Thanks in advance!!!
For the supplied log example, this would work :
Note : assumes that the format of the hex ID is consistent across different log events.
index=application sourcetype=web | rex field=_raw "TIME\s(?<hex_id>\w{6}-\w{3}-\w{4}-\w{6}-\w{7})" | dedup hex_id
Damien,
Yes, the missing escape character must be due to a formatting issue in splunkbase because I am definitely using it. Also, the overall rex statement works perfectly fine as the format is consistent across this particular log event, its just when I add the "| dedup hex_id" to the query I get zero results. I went and removed the "TIME\s" from the query and everything worked correctly.
Thank you very much for your help.
Jen
Damien,
Thank you for your response but unfortunately it didn't work.
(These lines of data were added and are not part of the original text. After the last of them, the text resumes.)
//! pk-send - Background daemon for scheduled jobs
//!
//! Polls the job store and publishes every ready job whose scheduled time
//! has passed to the configured destinations.

use clap::Parser;
use libpostkeeper::destinations::DestinationRegistry;
use libpostkeeper::logging::{self, LoggingConfig};
use libpostkeeper::{Config, JobManager, PostkeeperError, Scheduler};
use std::time::Duration;
use tokio_util::sync::CancellationToken;
use tracing::info;

#[derive(Parser, Debug)]
#[command(name = "pk-send")]
#[command(version)]
#[command(about = "Background daemon for scheduled posting")]
#[command(long_about = "\
pk-send - Background daemon for scheduled posting

DESCRIPTION:
    pk-send is a long-running daemon that watches the Postkeeper job store
    and publishes ready jobs once their scheduled time has passed.

    Each due job is claimed, posted to every destination that has a caption
    in its post.yaml, and then marked posted (at least one destination
    succeeded) or failed (none did). Posted job folders are renamed to
    end in _posted.

USAGE:
    # Run in foreground (logs to stderr)
    pk-send

    # Check every minute instead of the configured interval
    pk-send --interval 60

    # Process due jobs once and exit
    pk-send --once

SIGNALS:
    SIGTERM, SIGINT - Graceful shutdown (finishes the job being posted)

CONFIGURATION:
    Configuration file: ~/.config/postkeeper/config.toml
    Override with POSTKEEPER_CONFIG, workspace with POSTKEEPER_HOME

    [scheduler]
    poll_interval = 300  # seconds between checks

    [[destinations]]
    name = \"facebook\"
    command = \"~/bin/post-facebook\"

EXIT CODES:
    0 - Clean shutdown
    1 - Runtime or configuration error
    2 - Workspace error
")]
struct Cli {
    /// Seconds between checks (overrides config)
    #[arg(short, long, value_name = "SECONDS")]
    #[arg(value_parser = clap::value_parser!(u64).range(1..))]
    interval: Option<u64>,

    /// Enable verbose logging to stderr
    #[arg(short, long)]
    verbose: bool,

    /// Process due jobs once and exit
    #[arg(long)]
    once: bool,
}

#[tokio::main]
async fn main() {
    let cli = Cli::parse();

    if cli.verbose {
        LoggingConfig::from_env(true).init();
    } else {
        logging::init_default();
    }

    if let Err(e) = run(cli).await {
        eprintln!("Error: {:#}", e);
        let code = e
            .downcast_ref::<PostkeeperError>()
            .map(PostkeeperError::exit_code)
            .unwrap_or(1);
        std::process::exit(code);
    }
}

async fn run(cli: Cli) -> anyhow::Result<()> {
    let config = Config::load()?;
    let manager = JobManager::open(&config).await?;
    let registry = DestinationRegistry::from_config(&config.destinations)?;

    info!("pk-send daemon starting");
    if registry.is_empty() {
        info!("No destinations configured; due jobs will be marked failed");
    } else {
        info!("Destinations: {}", registry.names().join(", "));
    }

    let scheduler = Scheduler::new(manager, registry);

    if cli.once {
        let report = scheduler.run_once().await?;
        info!(
            "Processed {} job(s): {} posted, {} failed, {} skipped",
            report.processed(),
            report.posted.len(),
            report.failed.len(),
            report.skipped.len()
        );
        info!("pk-send: processed due jobs once, exiting");
        return Ok(());
    }

    let shutdown = CancellationToken::new();
    setup_signal_handlers(shutdown.clone())?;

    let interval = cli.interval.unwrap_or(config.scheduler.poll_interval);
    scheduler
        .run_forever(Duration::from_secs(interval), shutdown)
        .await?;

    info!("pk-send daemon stopped");
    Ok(())
}

/// Cancel `shutdown` on the first SIGINT or SIGTERM
#[cfg(unix)]
fn setup_signal_handlers(shutdown: CancellationToken) -> anyhow::Result<()> {
    use anyhow::Context;
    use signal_hook::consts::{SIGINT, SIGTERM};
    use signal_hook::iterator::Signals;

    let mut signals = Signals::new([SIGINT, SIGTERM]).context("Signal setup failed")?;

    std::thread::spawn(move || {
        if let Some(signal) = signals.forever().next() {
            info!(signal, "Received shutdown signal, stopping gracefully...");
            shutdown.cancel();
        }
    });

    Ok(())
}

#[cfg(not(unix))]
fn setup_signal_handlers(shutdown: CancellationToken) -> anyhow::Result<()> {
    tokio::spawn(async move {
        if tokio::signal::ctrl_c().await.is_ok() {
            info!("Received Ctrl-C, stopping gracefully...");
            shutdown.cancel();
        }
    });
    Ok(())
}
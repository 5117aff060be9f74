//! Destination abstraction and implementations
//!
//! A destination is one external delivery channel. The core only needs a
//! single capability from it: publish a caption with a list of media files
//! and return the identifier the channel assigned.
//!
//! # Examples
//!
//! ```no_run
//! use libpostkeeper::destinations::{DestinationRegistry, mock::MockDestination};
//!
//! # fn example() -> libpostkeeper::Result<()> {
//! let mut registry = DestinationRegistry::new();
//! registry.register(Box::new(MockDestination::success("facebook")))?;
//! registry.register(Box::new(MockDestination::post_failure("instagram", "500")))?;
//!
//! assert_eq!(registry.names(), vec!["facebook", "instagram"]);
//! # Ok(())
//! # }
//! ```

use async_trait::async_trait;
use std::path::PathBuf;

use crate::config::DestinationConfig;
use crate::error::{PostkeeperError, Result};

pub mod command;

pub mod mock;

/// Publishing capability of one external channel
#[async_trait]
pub trait Destination: Send + Sync {
    /// Lowercase name used as the caption key and the `post_ids` key
    fn name(&self) -> &str;

    /// Publish `caption` with `media` and return the external identifier
    ///
    /// # Errors
    ///
    /// Returns a `DestinationError` when the channel rejects the post or
    /// cannot be reached.
    async fn post(&self, caption: &str, media: &[PathBuf]) -> Result<String>;
}

/// Ordered set of destinations; registration order is posting order
#[derive(Default)]
pub struct DestinationRegistry {
    destinations: Vec<Box<dyn Destination>>,
}

impl DestinationRegistry {
    pub fn new() -> Self {
        Self::default()
    }

    /// Build command-backed destinations from configuration, in file order
    pub fn from_config(configs: &[DestinationConfig]) -> Result<Self> {
        let mut registry = Self::new();
        for config in configs {
            registry.register(Box::new(command::CommandDestination::from_config(config)))?;
        }
        Ok(registry)
    }

    /// Append a destination; names must be unique
    pub fn register(&mut self, destination: Box<dyn Destination>) -> Result<()> {
        if self.get(destination.name()).is_some() {
            return Err(PostkeeperError::InvalidInput(format!(
                "Destination '{}' is registered twice",
                destination.name()
            )));
        }
        self.destinations.push(destination);
        Ok(())
    }

    pub fn get(&self, name: &str) -> Option<&dyn Destination> {
        self.destinations
            .iter()
            .find(|d| d.name() == name)
            .map(|d| d.as_ref())
    }

    pub fn iter(&self) -> impl Iterator<Item = &dyn Destination> {
        self.destinations.iter().map(|d| d.as_ref())
    }

    pub fn names(&self) -> Vec<&str> {
        self.destinations.iter().map(|d| d.name()).collect()
    }

    pub fn len(&self) -> usize {
        self.destinations.len()
    }

    pub fn is_empty(&self) -> bool {
        self.destinations.is_empty()
    }
}
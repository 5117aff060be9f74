//! Postkeeper - lifecycle tracking for content-publishing jobs
//!
//! A job is a folder of media plus per-destination captions that moves from
//! `draft` through `ready` to `posted` (or `failed`). The library keeps the
//! SQLite store, the folder naming and the background scheduler in step.

pub mod config;
pub mod content;
pub mod db;
pub mod destinations;
pub mod error;
pub mod folder;
pub mod logging;
pub mod manager;
pub mod scheduler;
pub mod scheduling;
pub mod types;

// Re-export commonly used types
pub use config::Config;
pub use db::Store;
pub use error::{PostkeeperError, Result};
pub use manager::JobManager;
pub use scheduler::Scheduler;
pub use types::{Job, JobStatus, PostIds, SourceType, StatusCounts};
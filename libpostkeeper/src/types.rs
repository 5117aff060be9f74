//! Core types for Postkeeper

use serde::{Deserialize, Serialize};
use std::collections::BTreeMap;
use std::fmt;
use std::path::PathBuf;
use std::str::FromStr;

use crate::error::PostkeeperError;

/// External identifiers returned by each destination, keyed by destination name
pub type PostIds = BTreeMap<String, String>;

/// A publishable unit of content tracked through its lifecycle
#[derive(Debug, Clone, Serialize, Deserialize, PartialEq)]
pub struct Job {
    pub id: String,
    pub status: JobStatus,
    pub created_at: i64,
    pub updated_at: i64,
    pub scheduled_for: Option<i64>,
    pub folder_path: PathBuf,
    pub source_type: Option<SourceType>,
    pub source_file: Option<String>,
    pub title: Option<String>,
    pub post_ids: PostIds,
    pub last_error: Option<String>,
    pub posted_at: Option<i64>,
}

impl Job {
    /// Title for display, falling back to a placeholder
    pub fn display_title(&self) -> &str {
        self.title.as_deref().unwrap_or("(untitled)")
    }

    /// A job is due when it is ready and its schedule is at or before `now`
    pub fn is_due(&self, now: i64) -> bool {
        self.status == JobStatus::Ready && self.scheduled_for.is_some_and(|at| at <= now)
    }
}

/// Job lifecycle state
///
/// `draft -> ready -> posting -> posted | failed`, with `failed -> ready` on
/// explicit retry. `posted` is terminal.
#[derive(Debug, Clone, Copy, Serialize, Deserialize, PartialEq, Eq, PartialOrd, Ord, Hash)]
#[serde(rename_all = "lowercase")]
pub enum JobStatus {
    Draft,
    Ready,
    Posting,
    Posted,
    Failed,
}

impl JobStatus {
    pub const ALL: [JobStatus; 5] = [
        JobStatus::Draft,
        JobStatus::Ready,
        JobStatus::Posting,
        JobStatus::Posted,
        JobStatus::Failed,
    ];

    pub fn as_str(&self) -> &'static str {
        match self {
            JobStatus::Draft => "draft",
            JobStatus::Ready => "ready",
            JobStatus::Posting => "posting",
            JobStatus::Posted => "posted",
            JobStatus::Failed => "failed",
        }
    }
}

impl fmt::Display for JobStatus {
    fn fmt(&self, f: &mut fmt::Formatter<'_>) -> fmt::Result {
        f.write_str(self.as_str())
    }
}

impl FromStr for JobStatus {
    type Err = PostkeeperError;

    fn from_str(s: &str) -> Result<Self, Self::Err> {
        match s {
            "draft" => Ok(JobStatus::Draft),
            "ready" => Ok(JobStatus::Ready),
            "posting" => Ok(JobStatus::Posting),
            "posted" => Ok(JobStatus::Posted),
            "failed" => Ok(JobStatus::Failed),
            other => Err(PostkeeperError::InvalidInput(format!(
                "Unknown job status: '{}'",
                other
            ))),
        }
    }
}

/// Kind of artifact a job was created from
#[derive(Debug, Clone, Copy, Serialize, Deserialize, PartialEq, Eq)]
#[serde(rename_all = "lowercase")]
pub enum SourceType {
    Image,
    Document,
}

impl SourceType {
    pub const IMAGE_EXTENSIONS: &'static [&'static str] = &["png", "jpg", "jpeg", "gif"];
    pub const DOCUMENT_EXTENSIONS: &'static [&'static str] = &["tex"];

    /// Detect the source type from a file extension (case insensitive)
    pub fn from_extension(ext: &str) -> Option<Self> {
        let ext = ext.to_lowercase();
        if Self::IMAGE_EXTENSIONS.contains(&ext.as_str()) {
            Some(SourceType::Image)
        } else if Self::DOCUMENT_EXTENSIONS.contains(&ext.as_str()) {
            Some(SourceType::Document)
        } else {
            None
        }
    }

    pub fn extensions(&self) -> &'static [&'static str] {
        match self {
            SourceType::Image => Self::IMAGE_EXTENSIONS,
            SourceType::Document => Self::DOCUMENT_EXTENSIONS,
        }
    }

    /// Whether `ext` is recognised for this source type
    pub fn accepts(&self, ext: &str) -> bool {
        self.extensions().contains(&ext.to_lowercase().as_str())
    }

    pub fn as_str(&self) -> &'static str {
        match self {
            SourceType::Image => "image",
            SourceType::Document => "document",
        }
    }
}

impl fmt::Display for SourceType {
    fn fmt(&self, f: &mut fmt::Formatter<'_>) -> fmt::Result {
        f.write_str(self.as_str())
    }
}

impl FromStr for SourceType {
    type Err = PostkeeperError;

    fn from_str(s: &str) -> Result<Self, Self::Err> {
        match s.to_lowercase().as_str() {
            "image" => Ok(SourceType::Image),
            "document" => Ok(SourceType::Document),
            other => Err(PostkeeperError::InvalidInput(format!(
                "Unknown source type: '{}'. Valid options: image, document",
                other
            ))),
        }
    }
}

/// Number of jobs in each status
#[derive(Debug, Clone, Default, PartialEq, Eq, Serialize)]
pub struct StatusCounts(BTreeMap<JobStatus, u64>);

impl StatusCounts {
    pub fn get(&self, status: JobStatus) -> u64 {
        self.0.get(&status).copied().unwrap_or(0)
    }

    pub fn set(&mut self, status: JobStatus, count: u64) {
        self.0.insert(status, count);
    }

    pub fn total(&self) -> u64 {
        self.0.values().sum()
    }
}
When I run the query
index=application sourcetype=web | rex field=_raw "TIME\s(?
When I try and run index=application sourcetype=web | rex field=_raw "TIME\s(?
Thoughts?
Your copy/paste above doesn't match my post....the escape character before the "s" and after "TIME" is missing, maybe that's just a splunkbase formatting quirk.
Furthermore , refer to my original post , "Note : assumes that the format of the hex ID is consistent across different log events."...you only supplied 1 sample log event to work with, so if the pattern of the hex id is variable , then the regex pattern will need to be altered.
For the supplied log example, this would work :
Note : assumes that the format of the hex ID is consistent across different log events.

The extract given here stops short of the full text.